Il limite è il vincolo concreto dato all’ESPERIENZA dalla posizione (POSIZIONAMENTO) che lo informa. Il CORPO è un limite, il SESSO è un limite, le età della vita sono un limite… Limite non coincide tuttavia necessariamente con la forma negativa di “limitazione”. È invece il punto di partenza concreto dal quale intraprendere un percorso incarnato di esplorazione e di significazione della realtà.

 

II La prospettiva degli studi di genere

All’interno del dibattito femminista (FEMMINISMO) più recente, la riflessione sul limite si è articolata attorno a due posizioni: da un lato quella che vede nella trasformazione dei corpi operata dalle biotecnologie, e in particolare nelle esperienze transessuali, una risignificazione in grado di scardinare definitivamente l’ordine dicotomico della differenza femminile-maschile e del presupposto deterministico natura-cultura; dall’altro quella che denuncia il rischio della ri-produzione di modelli disincarnati analoghi a quelli prodotti dal sistema culturale patriarcale (PATRIARCATO). A quest’ultima posizione si collega la denuncia della volontà di POTERE dell’ingegneria genetica sulla potenza inoggettivabile delle donne di dare la vita e sull’ordine simbolico della rinnovabilità e della gratuità che da questo atto deriva. L’ammissione di una riproducibilità della vita sempre più scissa dai limiti del CORPO e dei suoi desideri, priverebbe le donne della loro specificità e la RELAZIONE tra le donne e gli uomini dei presupposti fondamentali della differenziazione (DIFFERENZA) e della reciprocità.

 

III La violenza maschile contro le donne

Le riflessioni sulla manipolazione tecnoelettronicogenetica come riaffermazione della volontà di potenza (POTERE) patriarcale (PATRIARCATO) sulla creativa, inoggettivabile, rinnovabilità della vita, sono all’origine del dibattito su limite e VIOLENZA.

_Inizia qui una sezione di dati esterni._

//! # Bulk CSV Import
//!
//! Turns a header-keyed takeoff CSV into priced [`LineItem`]s. Each cell is
//! applied with the same [`apply_edit`] used by interactive editing and each
//! line is priced with the same [`compute_derived_fields`], so an imported
//! line and a hand-entered one with the same inputs are identical.
//!
//! Recognized columns (any order, case-insensitive, all optional):
//!
//! | Column | Field |
//! |--------|-------|
//! | `kind` | `Structural` (default) or `Plate` |
//! | `status`, `category`, `subcategory`, `work_type`, `is_main_member` | line admin |
//! | `shape`, `size`, `grade`, `length_ft`, `length_in` | structural material |
//! | `thickness`, `width_in`, `plate_length_in`, `one_side_coat` | plate material |
//! | `qty`, `coating`, `use_stock_rounding` | |
//! | `unload` … `load_ship` | the eleven labor task hours |
//! | `bolt_diameter`, `bolt_type`, `bolt_length`, `bolt_qty`, `bolt_cost_per_set` | hardware |
//! | `material_rate`, `labor_rate`, `coating_rate` | per-line rate overrides |
//! | `notes`, `tags` | |
//!
//! Blank cells leave the default. Malformed numbers become 0. A row whose
//! `kind` is unknown, or that fills a plate column on a structural row (or
//! the reverse), is skipped and reported. A CSV syntax error aborts the
//! import with [`EstimateError::Import`].
//!
//! ## Example
//!
//! ```rust
//! use takeoff_core::calculations::Pricer;
//! use takeoff_core::import::import_csv;
//!
//! let data = "kind,size,length_ft,qty,weld\nStructural,W12X26,20,2,1.5\n";
//! let report = import_csv(data.as_bytes(), &Pricer::default(), 1)?;
//!
//! assert_eq!(report.lines.len(), 1);
//! assert_eq!(report.lines[0].derived.total_weight, 1040.0);
//! # Ok::<(), takeoff_core::errors::EstimateError>(())
//! ```

use std::io::Read;

use chrono::Utc;
use serde::{Deserialize, Serialize};

use crate::calculations::{compute_derived_fields, Pricer};
use crate::errors::{EstimateError, EstimateResult};
use crate::line::{apply_edit, LaborTask, LineField, LineItem};

/// Column names mapped to the field they set, in the order they're applied.
/// `kind` always goes first so kind-specific columns land on the right
/// material block; `qty` follows it so plate quantity stays in sync.
const COLUMNS: &[(&str, LineField)] = &[
    ("kind", LineField::MaterialKind),
    ("qty", LineField::Qty),
    ("status", LineField::Status),
    ("category", LineField::Category),
    ("subcategory", LineField::Subcategory),
    ("work_type", LineField::WorkType),
    ("is_main_member", LineField::IsMainMember),
    ("shape", LineField::Shape),
    ("size", LineField::Size),
    ("grade", LineField::Grade),
    ("length_ft", LineField::LengthFt),
    ("length_in", LineField::LengthIn),
    ("thickness", LineField::Thickness),
    ("width_in", LineField::PlateWidth),
    ("plate_length_in", LineField::PlateLength),
    ("one_side_coat", LineField::OneSideCoat),
    ("coating", LineField::Coating),
    ("use_stock_rounding", LineField::StockRounding),
    ("bolt_diameter", LineField::BoltDiameter),
    ("bolt_type", LineField::BoltType),
    ("bolt_length", LineField::BoltLength),
    ("bolt_qty", LineField::HardwareQty),
    ("bolt_cost_per_set", LineField::HardwareCostPerSet),
    ("material_rate", LineField::MaterialRate),
    ("labor_rate", LineField::LaborRate),
    ("coating_rate", LineField::CoatingRate),
    ("notes", LineField::Notes),
    ("tags", LineField::Tags),
];

/// A data row that produced no line
#[derive(Debug, Clone, PartialEq, Serialize, Deserialize)]
pub struct SkippedRow {
    /// 1-based row number in the file (the header is row 1)
    pub row: usize,
    pub reason: String,
}

#[derive(Debug, Clone, Default, Serialize, Deserialize)]
pub struct ImportReport {
    pub lines: Vec<LineItem>,
    pub skipped: Vec<SkippedRow>,
}

/// Read a takeoff CSV into priced lines numbered from `first_sequence`.
pub fn import_csv<R: Read>(reader: R, pricer: &Pricer, first_sequence: u32) -> EstimateResult<ImportReport> {
    let mut csv_reader = csv::ReaderBuilder::new()
        .trim(csv::Trim::All)
        .flexible(true)
        .from_reader(reader);

    let headers = csv_reader
        .headers()
        .map_err(|e| EstimateError::import(1, format!("Failed to read header: {}", e)))?
        .clone();
    let columns = column_map(&headers);
    if columns.is_empty() {
        return Err(EstimateError::import(1, "No recognized columns in header"));
    }

    let mut report = ImportReport::default();
    let mut sequence = first_sequence;
    for (i, record) in csv_reader.records().enumerate() {
        let row = i + 2;
        let record = record.map_err(|e| EstimateError::import(row, e.to_string()))?;
        if record.iter().all(str::is_empty) {
            continue;
        }

        match build_line(&record, &columns, sequence) {
            Ok(line) => {
                report.lines.push(compute_derived_fields(&line, pricer));
                sequence += 1;
            }
            Err(reason) => {
                tracing::warn!(row, %reason, "import row skipped");
                report.skipped.push(SkippedRow { row, reason });
            }
        }
    }

    tracing::info!(
        lines = report.lines.len(),
        skipped = report.skipped.len(),
        "CSV import read"
    );
    Ok(report)
}

/// (column index, field) pairs for every recognized header, in apply order.
fn column_map(headers: &csv::StringRecord) -> Vec<(usize, LineField)> {
    let position = |name: &str| headers.iter().position(|h| h.eq_ignore_ascii_case(name));

    let mut columns: Vec<(usize, LineField)> = COLUMNS
        .iter()
        .filter_map(|(name, field)| position(name).map(|idx| (idx, *field)))
        .collect();
    columns.extend(
        LaborTask::ALL
            .iter()
            .filter_map(|task| position(task.field_name()).map(|idx| (idx, LineField::Labor(*task)))),
    );
    columns
}

fn build_line(record: &csv::StringRecord, columns: &[(usize, LineField)], sequence: u32) -> Result<LineItem, String> {
    let mut line = LineItem::new(sequence);
    let now = Utc::now();

    for (idx, field) in columns {
        let raw = record.get(*idx).unwrap_or("");
        if raw.is_empty() {
            continue;
        }
        apply_edit(&mut line, *field, raw, now).map_err(|e| e.to_string())?;
    }

    // Imported values are the line's starting point, not user edits
    line.edited_at.clear();
    Ok(line)
}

In particolare, l’ambito ogni giorno più pervasivo della così discussa ingegneria genetica è, secondo la denuncia di alcune femministe (tra le quali, in Italia, Luce Irigaray, Silvia Vegetti Finzi, Elisabetta Donini), un campo facilmente a rischio di forzature e di travisamenti, dagli esiti di inaudita VIOLENZA per le donne e per gli uomini. Da questo supportata, la procreazione artificiale, con l’ammissione di una riproducibilità della vita sempre più scissa dai limiti della corporeità desiderante in grado di sostenerla, va privando le donne, primariamente, di una specificità, di una competenza e di un RUOLO loro propri, e la RELAZIONE tra le donne e gli uomini, conseguentemente, degli elementi fondanti differenziazione (DIFFERENZA) e reciprocità.

A tale riflessione si è aggiunta più recentemente quella sulla regolamentazione del “fine vita”, e in particolare la rivendicazione del diritto a morire dignitosamente, e in alcuni casi di fare ricorso all’eutanasia, che rappresenta, per alcune femministe, un’espressione di contrasto della VIOLENZA del sapere/POTERE medico di derivazione patriarcale.